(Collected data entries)
*-*-*

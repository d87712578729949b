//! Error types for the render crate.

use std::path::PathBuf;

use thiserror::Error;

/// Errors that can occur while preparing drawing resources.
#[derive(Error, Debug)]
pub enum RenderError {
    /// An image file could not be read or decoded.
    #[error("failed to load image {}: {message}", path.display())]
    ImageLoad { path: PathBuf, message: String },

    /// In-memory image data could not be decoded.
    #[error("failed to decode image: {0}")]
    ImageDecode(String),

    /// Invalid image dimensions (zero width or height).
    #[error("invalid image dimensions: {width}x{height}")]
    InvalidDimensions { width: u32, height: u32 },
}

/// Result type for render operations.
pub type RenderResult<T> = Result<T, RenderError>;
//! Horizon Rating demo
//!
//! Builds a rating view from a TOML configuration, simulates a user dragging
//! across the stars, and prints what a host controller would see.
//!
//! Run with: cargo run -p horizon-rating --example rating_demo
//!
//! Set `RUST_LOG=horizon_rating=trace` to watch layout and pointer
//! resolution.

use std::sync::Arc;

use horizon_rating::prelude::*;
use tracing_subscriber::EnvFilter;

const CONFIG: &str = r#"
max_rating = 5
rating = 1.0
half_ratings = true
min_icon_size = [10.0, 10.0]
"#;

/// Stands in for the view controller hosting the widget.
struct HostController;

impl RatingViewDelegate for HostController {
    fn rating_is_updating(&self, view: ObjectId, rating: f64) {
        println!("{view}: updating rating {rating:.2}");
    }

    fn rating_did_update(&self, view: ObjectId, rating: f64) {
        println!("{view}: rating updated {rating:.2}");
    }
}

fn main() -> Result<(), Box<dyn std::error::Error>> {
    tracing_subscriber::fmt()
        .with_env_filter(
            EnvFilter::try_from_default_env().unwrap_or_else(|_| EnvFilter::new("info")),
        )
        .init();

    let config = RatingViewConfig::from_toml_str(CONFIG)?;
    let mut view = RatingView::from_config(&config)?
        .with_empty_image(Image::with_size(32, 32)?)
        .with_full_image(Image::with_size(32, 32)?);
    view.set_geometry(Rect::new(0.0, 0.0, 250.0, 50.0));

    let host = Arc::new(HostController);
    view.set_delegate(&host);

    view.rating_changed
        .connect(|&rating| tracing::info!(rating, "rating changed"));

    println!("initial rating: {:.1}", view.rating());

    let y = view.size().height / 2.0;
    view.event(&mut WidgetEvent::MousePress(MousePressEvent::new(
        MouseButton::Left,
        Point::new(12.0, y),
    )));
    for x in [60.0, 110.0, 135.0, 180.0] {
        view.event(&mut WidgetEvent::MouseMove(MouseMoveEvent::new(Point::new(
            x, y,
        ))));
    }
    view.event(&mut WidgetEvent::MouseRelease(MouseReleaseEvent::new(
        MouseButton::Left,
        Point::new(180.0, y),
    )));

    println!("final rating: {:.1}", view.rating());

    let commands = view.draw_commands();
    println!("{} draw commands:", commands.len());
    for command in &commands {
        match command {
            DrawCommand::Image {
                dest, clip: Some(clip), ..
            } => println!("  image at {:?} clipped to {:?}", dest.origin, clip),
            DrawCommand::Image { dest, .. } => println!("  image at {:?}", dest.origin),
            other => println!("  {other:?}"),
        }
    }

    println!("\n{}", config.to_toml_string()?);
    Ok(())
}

*-*-*

### Your goal
All the entries must be retyped exactly.

### Solution for this problem
repository d87712578729949b
//! Error types for the render crate.

use std::path::PathBuf;

use thiserror::Error;

/// Errors that can occur while preparing drawing resources.
#[derive(Error, Debug)]
pub enum RenderError {
    /// An image file could not be read or decoded.
    #[error("failed to load image {}: {message}", path.display())]
    ImageLoad { path: PathBuf, message: String },

    /// In-memory image data could not be decoded.
    #[error("failed to decode image: {0}")]
    ImageDecode(String),

    /// Invalid image dimensions (zero width or height).
    #[error("invalid image dimensions: {width}x{height}")]
    InvalidDimensions { width: u32, height: u32 },
}

/// Result type for render operations.
pub type RenderResult<T> = Result<T, RenderError>;
//! Horizon Rating demo
//!
//! Builds a rating view from a TOML configuration, simulates a user dragging
//! across the stars, and prints what a host controller would see.
//!
//! Run with: cargo run -p horizon-rating --example rating_demo
//!
//! Set `RUST_LOG=horizon_rating=trace` to watch layout and pointer
//! resolution.

use std::sync::Arc;

use horizon_rating::prelude::*;
use tracing_subscriber::EnvFilter;

const CONFIG: &str = r#"
max_rating = 5
rating = 1.0
half_ratings = true
min_icon_size = [10.0, 10.0]
"#;

/// Stands in for the view controller hosting the widget.
struct HostController;

impl RatingViewDelegate for HostController {
    fn rating_is_updating(&self, view: ObjectId, rating: f64) {
        println!("{view}: updating rating {rating:.2}");
    }

    fn rating_did_update(&self, view: ObjectId, rating: f64) {
        println!("{view}: rating updated {rating:.2}");
    }
}

fn main() -> Result<(), Box<dyn std::error::Error>> {
    tracing_subscriber::fmt()
        .with_env_filter(
            EnvFilter::try_from_default_env().unwrap_or_else(|_| EnvFilter::new("info")),
        )
        .init();

    let config = RatingViewConfig::from_toml_str(CONFIG)?;
    let mut view = RatingView::from_config(&config)?
        .with_empty_image(Image::with_size(32, 32)?)
        .with_full_image(Image::with_size(32, 32)?);
    view.set_geometry(Rect::new(0.0, 0.0, 250.0, 50.0));

    let host = Arc::new(HostController);
    view.set_delegate(&host);

    view.rating_changed
        .connect(|&rating| tracing::info!(rating, "rating changed"));

    println!("initial rating: {:.1}", view.rating());

    let y = view.size().height / 2.0;
    view.event(&mut WidgetEvent::MousePress(MousePressEvent::new(
        MouseButton::Left,
        Point::new(12.0, y),
    )));
    for x in [60.0, 110.0, 135.0, 180.0] {
        view.event(&mut WidgetEvent::MouseMove(MouseMoveEvent::new(Point::new(
            x, y,
        ))));
    }
    view.event(&mut WidgetEvent::MouseRelease(MouseReleaseEvent::new(
        MouseButton::Left,
        Point::new(180.0, y),
    )));

    println!("final rating: {:.1}", view.rating());

    let commands = view.draw_commands();
    println!("{} draw commands:", commands.len());
    for command in &commands {
        match command {
            DrawCommand::Image {
                dest, clip: Some(clip), ..
            } => println!("  image at {:?} clipped to {:?}", dest.origin, clip),
            DrawCommand::Image { dest, .. } => println!("  image at {:?}", dest.origin),
            other => println!("  {other:?}"),
        }
    }

    println!("\n{}", config.to_toml_string()?);
    Ok(())
}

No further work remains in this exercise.